> DESCRIPTION OF THE TASK
Each line holding the word "ContentBlockStart" must appear in the answer, copied from the entries.

> MATERIAL TO PROCESS
..............................

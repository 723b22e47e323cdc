//! Mapping between abstraction types and OpenAI-specific types

use std::collections::BTreeMap;

use crate::llm::core::types::{
    ContentBlock, ContentBlockStart, ContentDelta, FinishReason, GenerateRequest, Message,
    MessageMetadata, MessageRole, PartialToolUse, StreamEvent, ToolDeclaration, UsageMetadata,
};

use super::types::{
    ChatCompletionChunk, ChatCompletionMessage, ChatCompletionRequest, OpenAiFunction,
    OpenAiFunctionCall, OpenAiTool, OpenAiToolCall, StreamOptions,
};

/// Convert our abstraction request to OpenAI's request format
pub fn to_openai_request(request: GenerateRequest, model: &str) -> ChatCompletionRequest {
    let tools: Option<Vec<OpenAiTool>> = request
        .tools
        .filter(|tools| !tools.is_empty())
        .map(|tools| tools.into_iter().map(to_openai_tool).collect());

    ChatCompletionRequest {
        model: model.to_string(),
        messages: request
            .messages
            .into_iter()
            .flat_map(to_openai_messages)
            .collect(),
        tool_choice: tools.as_ref().map(|_| "auto".to_string()),
        tools,
        max_tokens: request.config.max_tokens,
        temperature: request.config.temperature,
        top_p: request.config.top_p,
        stop: request.config.stop_sequences,
        stream: true,
        stream_options: StreamOptions {
            include_usage: true,
        },
    }
}

/// Convert one of our messages; a tool message carrying several results becomes
/// one OpenAI message per result
fn to_openai_messages(message: Message) -> Vec<ChatCompletionMessage> {
    match message.role {
        MessageRole::System => vec![ChatCompletionMessage::text("system", message.text_content())],
        MessageRole::User => vec![ChatCompletionMessage::text("user", message.text_content())],
        MessageRole::Assistant => vec![to_assistant_message(message)],
        MessageRole::Tool => message
            .content
            .into_iter()
            .filter_map(|block| match block {
                ContentBlock::ToolResult {
                    tool_use_id,
                    content,
                    is_error,
                } => Some(ChatCompletionMessage {
                    role: "tool".to_string(),
                    content: Some(if is_error {
                        format!("Error: {}", content)
                    } else {
                        content
                    }),
                    tool_calls: None,
                    tool_call_id: Some(tool_use_id),
                }),
                _ => None,
            })
            .collect(),
    }
}

fn to_assistant_message(message: Message) -> ChatCompletionMessage {
    let text = message.text_content();
    let tool_calls: Vec<OpenAiToolCall> = message
        .content
        .into_iter()
        .filter_map(|block| match block {
            ContentBlock::ToolUse { id, name, input } => Some(OpenAiToolCall {
                id,
                call_type: "function".to_string(),
                function: OpenAiFunctionCall {
                    name,
                    arguments: input.to_string(),
                },
            }),
            _ => None,
        })
        .collect();

    if tool_calls.is_empty() {
        return ChatCompletionMessage::text("assistant", text);
    }

    ChatCompletionMessage {
        role: "assistant".to_string(),
        content: if text.is_empty() { None } else { Some(text) },
        tool_calls: Some(tool_calls),
        tool_call_id: None,
    }
}

/// Convert our ToolDeclaration to OpenAI's function tool
fn to_openai_tool(tool: ToolDeclaration) -> OpenAiTool {
    OpenAiTool {
        tool_type: "function".to_string(),
        function: OpenAiFunction {
            name: tool.name,
            description: tool.description,
            parameters: tool.input_schema,
        },
    }
}

/// Map an OpenAI finish reason string
pub fn map_finish_reason(reason: &str) -> FinishReason {
    match reason {
        "stop" => FinishReason::Stop,
        "length" => FinishReason::MaxTokens,
        "tool_calls" | "function_call" => FinishReason::ToolUse,
        "content_filter" => FinishReason::Safety,
        other => FinishReason::Other(other.to_string()),
    }
}

/// A streamed tool call, assembled from deltas sharing one `index`
#[derive(Debug, Default)]
struct PendingToolCall {
    id: String,
    name: String,
    arguments: String,
}

/// Stateful translation of OpenAI chunks into our block-structured events
///
/// Text deltas are forwarded as they arrive inside a single text block. Tool call
/// deltas may interleave across calls and only the first delta of a call carries
/// its id and name, so calls are assembled by their `index` and emitted as
/// complete blocks, in index order, once the choice finishes. The finish reason is
/// held until the `[DONE]` sentinel so the trailing usage chunk can be folded into
/// [`StreamEvent::MessageEnd`].
#[derive(Debug, Default)]
pub struct ChunkMapper {
    message_started: bool,
    next_index: usize,
    open_text: Option<usize>,
    tool_calls: BTreeMap<usize, PendingToolCall>,
    finish_reason: Option<FinishReason>,
    usage: UsageMetadata,
    finished: bool,
}

impl ChunkMapper {
    pub fn new() -> Self {
        Self::default()
    }

    /// Convert one chunk; may yield zero or more events
    pub fn map_chunk(&mut self, chunk: ChatCompletionChunk) -> Vec<StreamEvent> {
        let mut events = Vec::new();

        if self.finished {
            return events;
        }

        if !self.message_started {
            self.message_started = true;
            events.push(StreamEvent::MessageStart {
                message: MessageMetadata {
                    id: chunk.id.clone(),
                    role: MessageRole::Assistant,
                    usage: None,
                },
            });
        }

        // Only the first choice is requested
        for choice in chunk.choices.into_iter().filter(|c| c.index == 0) {
            if let Some(text) = choice.delta.content.filter(|t| !t.is_empty()) {
                let index = match self.open_text {
                    Some(index) => index,
                    None => {
                        let index = self.allocate_index();
                        self.open_text = Some(index);
                        events.push(StreamEvent::ContentBlockStart {
                            index,
                            block: ContentBlockStart::Text {
                                text: String::new(),
                            },
                        });
                        index
                    }
                };
                events.push(StreamEvent::ContentDelta {
                    index,
                    delta: ContentDelta::TextDelta { text },
                });
            }

            for call in choice.delta.tool_calls.unwrap_or_default() {
                self.close_text(&mut events);

                let function = call.function.unwrap_or_default();
                let pending = self.tool_calls.entry(call.index).or_default();
                if let Some(id) = call.id.filter(|id| !id.is_empty()) {
                    pending.id = id;
                }
                if let Some(name) = function.name.filter(|name| !name.is_empty()) {
                    pending.name = name;
                }
                if let Some(arguments) = function.arguments {
                    pending.arguments.push_str(&arguments);
                }
            }

            if let Some(reason) = choice.finish_reason {
                self.close_text(&mut events);
                self.flush_tool_calls(&mut events);
                self.finish_reason = Some(map_finish_reason(&reason));
            }
        }

        if let Some(usage) = chunk.usage {
            self.usage = UsageMetadata::new(usage.prompt_tokens, usage.completion_tokens);
            events.push(StreamEvent::MessageDelta {
                usage: Some(self.usage),
            });
        }

        events
    }

    /// Handle the `[DONE]` sentinel
    pub fn finish(&mut self) -> Vec<StreamEvent> {
        let mut events = Vec::new();

        if self.finished {
            return events;
        }
        self.finished = true;

        self.close_text(&mut events);
        self.flush_tool_calls(&mut events);
        events.push(StreamEvent::MessageEnd {
            finish_reason: self.finish_reason.take().unwrap_or(FinishReason::Stop),
            usage: self.usage,
        });
        events
    }

    fn allocate_index(&mut self) -> usize {
        let index = self.next_index;
        self.next_index += 1;
        index
    }

    fn close_text(&mut self, events: &mut Vec<StreamEvent>) {
        if let Some(index) = self.open_text.take() {
            events.push(StreamEvent::ContentBlockEnd { index });
        }
    }

    fn flush_tool_calls(&mut self, events: &mut Vec<StreamEvent>) {
        for (_, call) in std::mem::take(&mut self.tool_calls) {
            let index = self.allocate_index();
            events.push(StreamEvent::ContentBlockStart {
                index,
                block: ContentBlockStart::ToolUse {
                    id: call.id,
                    name: call.name,
                },
            });
            if !call.arguments.is_empty() {
                events.push(StreamEvent::ContentDelta {
                    index,
                    delta: ContentDelta::ToolUseDelta {
                        partial: PartialToolUse {
                            id: None,
                            name: None,
                            partial_json: call.arguments,
                        },
                    },
                });
            }
            events.push(StreamEvent::ContentBlockEnd { index });
        }
    }
}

..............................

> OUTPUT
    ContentBlock, ContentBlockStart, ContentDelta, FinishReason, GenerateRequest, Message,
                        events.push(StreamEvent::ContentBlockStart {
                            block: ContentBlockStart::Text {
            events.push(StreamEvent::ContentBlockStart {
                block: ContentBlockStart::ToolUse {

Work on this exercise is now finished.